Search models, on the other hand, concentrate on search
effort, and take the actual matching technology to be
random meetings. (To my mind, that's vastly different from taking account of the actual technology of matching, which is central to the market design literature on matching.)
The 2010 Nobel prize in Economics went to Diamond, Mortensen, and Pissarides, the founders of the search and matching macro literature "
for their analysis of markets with search frictions." I recall that Dale Mortensen expressed the view that one of their big contributions was to notice that matching could be regarded as a "black box," rather than being studied explicitly, i.e. that actual matching didn't need to be incorporated in the model.

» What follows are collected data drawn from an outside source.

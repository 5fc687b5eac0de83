// SPDX-License-Identifier: MIT
//
// Fatal terminal errors.
//
// Everything in here ends the process: the caller restores the terminal,
// prints the error, and exits nonzero. Malformed escape sequences are not
// errors at all — the key decoder degrades them to a bare Escape.

use std::io;

/// A fatal failure while talking to the terminal.
#[derive(Debug, thiserror::Error)]
pub enum TermError {
    /// `tcgetattr` failed — usually stdin is not a terminal we can control.
    #[error("tcgetattr failed")]
    GetAttr(#[source] io::Error),

    /// `tcsetattr` failed while entering or leaving raw mode.
    #[error("tcsetattr failed")]
    SetAttr(#[source] io::Error),

    /// Neither `TIOCGWINSZ` nor the cursor-position fallback produced a size.
    #[error("could not determine the terminal size")]
    SizeQuery,

    /// Reading a byte from the input stream failed.
    #[error("read from terminal failed")]
    Read(#[source] io::Error),

    /// Writing a frame to the output stream failed.
    #[error("write to terminal failed")]
    Write(#[source] io::Error),
}
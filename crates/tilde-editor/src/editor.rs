//! Editor — the application the event loop drives.
//!
//! `Editor` owns all state: the rows, the cursor, the viewport, the file
//! name, and the current status message. One key in means one transition of
//! the cursor state machine; one paint means scroll, then draw.

use std::time::Instant;

use tilde_term::event_loop::{Action, App};
use tilde_term::input::Key;
use tilde_term::output::OutputBuffer;
use tilde_term::terminal::Size;

use crate::cursor::{Cursor, PageDirection};
use crate::message::StatusMessage;
use crate::options::Options;
use crate::row::RowStore;
use crate::screen::{Frame, RESERVED_ROWS};
use crate::viewport::Viewport;

/// The only command that is not a motion.
const QUIT: Key = Key::ctrl(b'q');

/// First message on the message bar.
pub const HELP_MESSAGE: &str = "HELP: Ctrl-Q = quit";

/// Viewer state.
#[derive(Debug)]
pub struct Editor {
    rows: RowStore,
    cursor: Cursor,
    viewport: Viewport,
    filename: Option<String>,
    message: Option<StatusMessage>,
    options: Options,
}

impl Editor {
    /// An editor over `rows` on a terminal of `size`.
    ///
    /// The bottom two screen rows go to the status and message bars.
    #[must_use]
    pub fn new(rows: RowStore, size: Size, options: Options) -> Self {
        let text_rows = usize::from(size.rows).saturating_sub(RESERVED_ROWS);
        Self {
            rows,
            cursor: Cursor::new(),
            viewport: Viewport::new(text_rows, usize::from(size.cols)),
            filename: None,
            message: None,
            options,
        }
    }

    /// Name shown on the status bar.
    #[must_use]
    pub fn with_filename(mut self, name: impl Into<String>) -> Self {
        self.filename = Some(name.into());
        self
    }

    /// Replace the status message.
    pub fn set_status_message(&mut self, text: impl Into<String>, now: Instant) {
        self.message = Some(StatusMessage::new(text, now));
    }

    #[must_use]
    pub const fn cursor(&self) -> &Cursor {
        &self.cursor
    }

    #[must_use]
    pub const fn viewport(&self) -> &Viewport {
        &self.viewport
    }

    #[must_use]
    pub const fn rows(&self) -> &RowStore {
        &self.rows
    }

    #[must_use]
    pub const fn message(&self) -> Option<&StatusMessage> {
        self.message.as_ref()
    }

    // -- Input ----------------------------------------------------------------

    /// Apply one key. Every motion ends with the column clamped to its row.
    pub fn process_key(&mut self, key: Key) -> Action {
        let rows = &self.rows;
        match key {
            QUIT => {
                tracing::info!(cy = self.cursor.cy, "quit");
                return Action::Quit;
            }
            Key::Up => self.cursor.up(),
            Key::Down => self.cursor.down(rows),
            Key::Left => self.cursor.left(rows),
            Key::Right => self.cursor.right(rows),
            Key::Home => self.cursor.home(),
            Key::End => self.cursor.end(rows),
            Key::PageUp => self.cursor.page(
                PageDirection::Up,
                self.viewport.rowoff,
                self.viewport.rows,
                rows,
            ),
            Key::PageDown => self.cursor.page(
                PageDirection::Down,
                self.viewport.rowoff,
                self.viewport.rows,
                rows,
            ),
            Key::Byte(_) | Key::Escape | Key::Delete => {
                tracing::trace!(?key, "ignored");
            }
        }
        self.cursor.clamp(rows);
        Action::Continue
    }

    // -- Output ---------------------------------------------------------------

    /// Scroll the viewport onto the cursor and draw the frame as of `now`.
    pub fn refresh_screen(&mut self, out: &mut OutputBuffer, now: Instant) {
        self.viewport.scroll(&mut self.cursor, &self.rows);
        Frame {
            rows: &self.rows,
            cursor: &self.cursor,
            viewport: &self.viewport,
            filename: self.filename.as_deref(),
            message: self.message.as_ref(),
            message_timeout: self.options.message_timeout,
            now,
        }
        .draw(out);
    }
}

impl App for Editor {
    fn paint(&mut self, out: &mut OutputBuffer) {
        self.refresh_screen(out, Instant::now());
    }

    fn on_key(&mut self, key: Key) -> Action {
        self.process_key(key)
    }
}

// ---------------------------------------------------------------------------
// Tests
// ---------------------------------------------------------------------------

Here's a 2001 paper from the JEL that discusses that:
Looking into the Black Box: A Survey of the Matching Function
Barbara Petrongolo and Christopher A. Pissarides
Journal of Economic Literature Vol. 39, No. 2 (Jun., 2001), pp. 390-431
" The matching function summarizes a trading technology between agents who place advertisements, read newspapers and magazines, go to employment agencies, and mobilize local networks that eventually bring them together into productive matches.
The key idea is that this complicated exchange process is summarized by a well-behaved function that gives the number of jobs formed at any moment in time in terms of the number of workers looking for jobs, the number of firms looking for workers, and a small number of other variables.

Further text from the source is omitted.